¿Fiesta de casamiento con o sin niños?

¿Fiesta de casamiento con o sin niños?

Armar la lista de invitados a la fiesta de casamiento es uno de los desafíos más difíciles con los que tienen que lidiar los novios al organizar su boda. Más allá de que tengan ganas de compartir ese ansiado momento con todos sus seres queridos, muchas veces el espacio o el presupuesto no acompañan y se ven obligados a poner un límite de tarjetas, corriendo el riesgo de que alguien se ofenda por no recibir la invitación.
Una de las decisiones más complicadas que hay que tomar en esta instancia es cómo proceder con respecto a la columna de pequeños invitaditos que se va confeccionando a medida que se agregan los adultos, ya que hay novios que adoran la idea de que haya niños correteando por todos lados en su fiesta pero también quienes sostienen que este tipo de eventos es sólo para mayores.

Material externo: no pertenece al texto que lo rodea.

use super::*;
use shared::protocol::{OrderedRankedItem, PageToken};

async fn setup(movies: usize) -> (ApiContext, Vec<MovieId>) {
    let storage = Storage::new("sqlite::memory:").await.expect("db");
    let ctx = ApiContext {
        storage,
        paging: PagingDefaults {
            default_page_size: 2,
            max_page_size: 5,
            max_visible_pages: 5,
        },
    };
    let mut ids = Vec::new();
    for index in 0..movies {
        let movie = create_movie(
            &ctx,
            NewMovie {
                title: format!("movie {index}"),
                genre: None,
                duration_minutes: 100,
                release_date: None,
            },
        )
        .await
        .expect("movie");
        ids.push(movie.movie_id);
    }
    (ctx, ids)
}

fn ranked(ids: &[MovieId]) -> ReplaceCollectionRequest {
    ReplaceCollectionRequest {
        items: ids
            .iter()
            .enumerate()
            .map(|(index, id)| OrderedRankedItem {
                id: *id,
                rank: index as u32 + 1,
            })
            .collect(),
    }
}

#[tokio::test]
async fn list_movies_uses_default_page_size_and_window() {
    let (ctx, ids) = setup(7).await;

    let page = list_movies(&ctx, MoviePageQuery::default())
        .await
        .expect("page");
    assert_eq!(page.page.current_page, 1);
    assert_eq!(page.page.page_size, 2);
    assert_eq!(page.page.total_pages, 4);
    assert_eq!(
        page.movies.iter().map(|m| m.movie_id).collect::<Vec<_>>(),
        ids[0..2].to_vec()
    );
    assert_eq!(
        page.page.visible_pages,
        (1..=4).map(PageToken::Page).collect::<Vec<_>>()
    );
}

#[tokio::test]
async fn list_movies_clamps_out_of_range_page() {
    let (ctx, ids) = setup(5).await;

    let page = list_movies(
        &ctx,
        MoviePageQuery {
            page: Some(42),
            page_size: Some(2),
        },
    )
    .await
    .expect("page");
    assert_eq!(page.page.current_page, 3);
    assert_eq!(page.page.start_index, 4);
    assert_eq!(page.page.end_index, Some(4));
    assert!(!page.page.has_next_page);
    assert_eq!(page.movies.len(), 1);
    assert_eq!(page.movies[0].movie_id, ids[4]);
}

#[tokio::test]
async fn list_movies_on_empty_catalog() {
    let (ctx, _) = setup(0).await;
    let page = list_movies(&ctx, MoviePageQuery::default())
        .await
        .expect("page");
    assert!(page.movies.is_empty());
    assert_eq!(page.page.total_pages, 1);
    assert_eq!(page.page.end_index, None);
}

#[tokio::test]
async fn list_movies_rejects_page_size_outside_limits() {
    let (ctx, _) = setup(1).await;
    for page_size in [0, -3, 6] {
        let err = list_movies(
            &ctx,
            MoviePageQuery {
                page: None,
                page_size: Some(page_size),
            },
        )
        .await
        .expect_err("invalid page size");
        assert_eq!(err.code, ErrorCode::Validation);
    }
}

#[tokio::test]
async fn create_movie_validates_input() {
    let (ctx, _) = setup(0).await;
    let blank = create_movie(
        &ctx,
        NewMovie {
            title: "   ".into(),
            genre: None,
            duration_minutes: 90,
            release_date: None,
        },
    )
    .await
    .expect_err("blank title");
    assert_eq!(blank.code, ErrorCode::Validation);

    let zero = create_movie(
        &ctx,
        NewMovie {
            title: "Short".into(),
            genre: None,
            duration_minutes: 0,
            release_date: None,
        },
    )
    .await
    .expect_err("zero duration");
    assert_eq!(zero.code, ErrorCode::Validation);

    let trimmed = create_movie(
        &ctx,
        NewMovie {
            title: "  Heat ".into(),
            genre: Some("Crime".into()),
            duration_minutes: 170,
            release_date: None,
        },
    )
    .await
    .expect("created");
    assert_eq!(trimmed.title, "Heat");
}

#[tokio::test]
async fn delete_unknown_movie_is_not_found() {
    let (ctx, ids) = setup(1).await;
    delete_movie(&ctx, ids[0]).await.expect("delete");
    let err = delete_movie(&ctx, ids[0]).await.expect_err("gone");
    assert_eq!(err.code, ErrorCode::NotFound);
}

#[tokio::test]
async fn replace_collection_round_trips_through_storage() {
    let (ctx, ids) = setup(3).await;

    let stored = replace_collection(&ctx, CollectionKind::Trending, ranked(&[ids[2], ids[0]]))
        .await
        .expect("replace");
    assert_eq!(stored.kind, CollectionKind::Trending);
    assert_eq!(
        stored
            .entries
            .iter()
            .map(|entry| (entry.movie.movie_id, entry.rank))
            .collect::<Vec<_>>(),
        vec![(ids[2], 1), (ids[0], 2)]
    );

    let fetched = get_collection(&ctx, CollectionKind::Trending)
        .await
        .expect("fetch");
    assert_eq!(fetched, stored);
}

#[tokio::test]
async fn replace_collection_rejects_bad_rankings() {
    let (ctx, ids) = setup(2).await;

    let gap = ReplaceCollectionRequest {
        items: vec![
            OrderedRankedItem { id: ids[0], rank: 1 },
            OrderedRankedItem { id: ids[1], rank: 3 },
        ],
    };
    let err = replace_collection(&ctx, CollectionKind::Spotlight, gap)
        .await
        .expect_err("gap");
    assert_eq!(err.code, ErrorCode::Validation);

    let err = replace_collection(&ctx, CollectionKind::Spotlight, ranked(&[ids[0], ids[0]]))
        .await
        .expect_err("duplicate");
    assert_eq!(err.code, ErrorCode::Validation);

    let err = replace_collection(
        &ctx,
        CollectionKind::Spotlight,
        ranked(&[ids[0], MovieId(999)]),
    )
    .await
    .expect_err("unknown movie");
    assert_eq!(err.code, ErrorCode::NotFound);
    assert!(err.message.contains("999"));

    assert!(get_collection(&ctx, CollectionKind::Spotlight)
        .await
        .expect("fetch")
        .entries
        .is_empty());
}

Si bien el criterio más recomendado para evitar discrepancias es que cada pareja decida si va a concurrir con o sin hijos, la tendencia a cursar invitaciones sólo para adultos va ganando fuerzas.

La propuesta suma amantes y detractores, están quienes consideran que es una ofensa no incluir a sus hijos en el evento o se desesperan porque no tienen con quien dejarlos para poder ir y quienes aprovechan para disfrutar de la fiesta sin estar corriendo atrás de los chicos toda la noche o preocupados porque estén incómodos, aburridos o con sueño.

Si se elige esta modalidad, es importante que los novios sean firmes en su decisión y sólo hagan una excepción con los menores de 6 meses y los niños más cercanos a la familia, los sobrinos por ejemplo, para que no haya conflictos. Todos entenderán que no se puede dejar afuera de la fiesta a un bebé que hay que amamantar y a los hijos de los hermanos pero puede no caerle bien a muchas personas, que tuvieron que ingeniárselas para dejar a los chicos con alguien, ver que otros niños están presentes en la fiesta.

Y también como invitados es fundamental respetar la decisión de los novios y no generar una situación desagradable en un momento que tiene que ser de festejos y celebraciones. De no estar de acuerdo con la disposición, la opción acertada será no concurrir a la boda y quedarse en casa con los chicos, no enojarse ni mucho menos llegar al salón con cochecito, chupete y mamadera.

En el otro extremo están las parejas que incluyen a los más chicos en la lista sin titubeos, en muchos casos porque son los propios novios quienes tienen hijos. Lo ideal en estos casos es contratar personal idóneo para que entretenga y cuide a los chicos y pensar en diferentes opciones para que se diviertan a lo grande y sean también participes del evento.
En un lugar tan alejado del bullicio como cercano a los padres se puede reservar un espacio sólo para chicos con mesitas, sillitas, juguetes, música infantil y todo lo necesario para que estén cómodos. Teniendo en cuenta la edad de los invitaditos se pueden organizar distintas actividades, desde una plaza blanda para los bebés hasta espacios para dibujar, bailar o sacarse fotos disfrazados de novios. También se les puede dar una cajita personalizada con un burbujero y elementos artísticos como plastilina, tizas y crayones y disponer pizarrones y hojas en blanco para que puedan crear. Otra linda idea es armar un rincón con almohadones y frazaditas en el que puedan escuchar un cuento, ver una peli o quedarse dormidos hasta la hora de irse.

El menú también debe ser kids friendly con opciones de finger foods como sandwichitos, Frankfurt, rebozados de pollo, piononos o bocaditos, todo cortado en pequeñas porciones para que ellos mismos puedan servirse. De postre no pueden faltar unas divertidas paletas heladas y para la mesa dulce se puede incluir alfajores de maicena, galletas de personajes, chupetines, gomitas y demás golosinas. Para darle un toque festivo a la mesa quedan bárbaro los jugos naturales servidos en vasos transparentes con sorbetes de colores.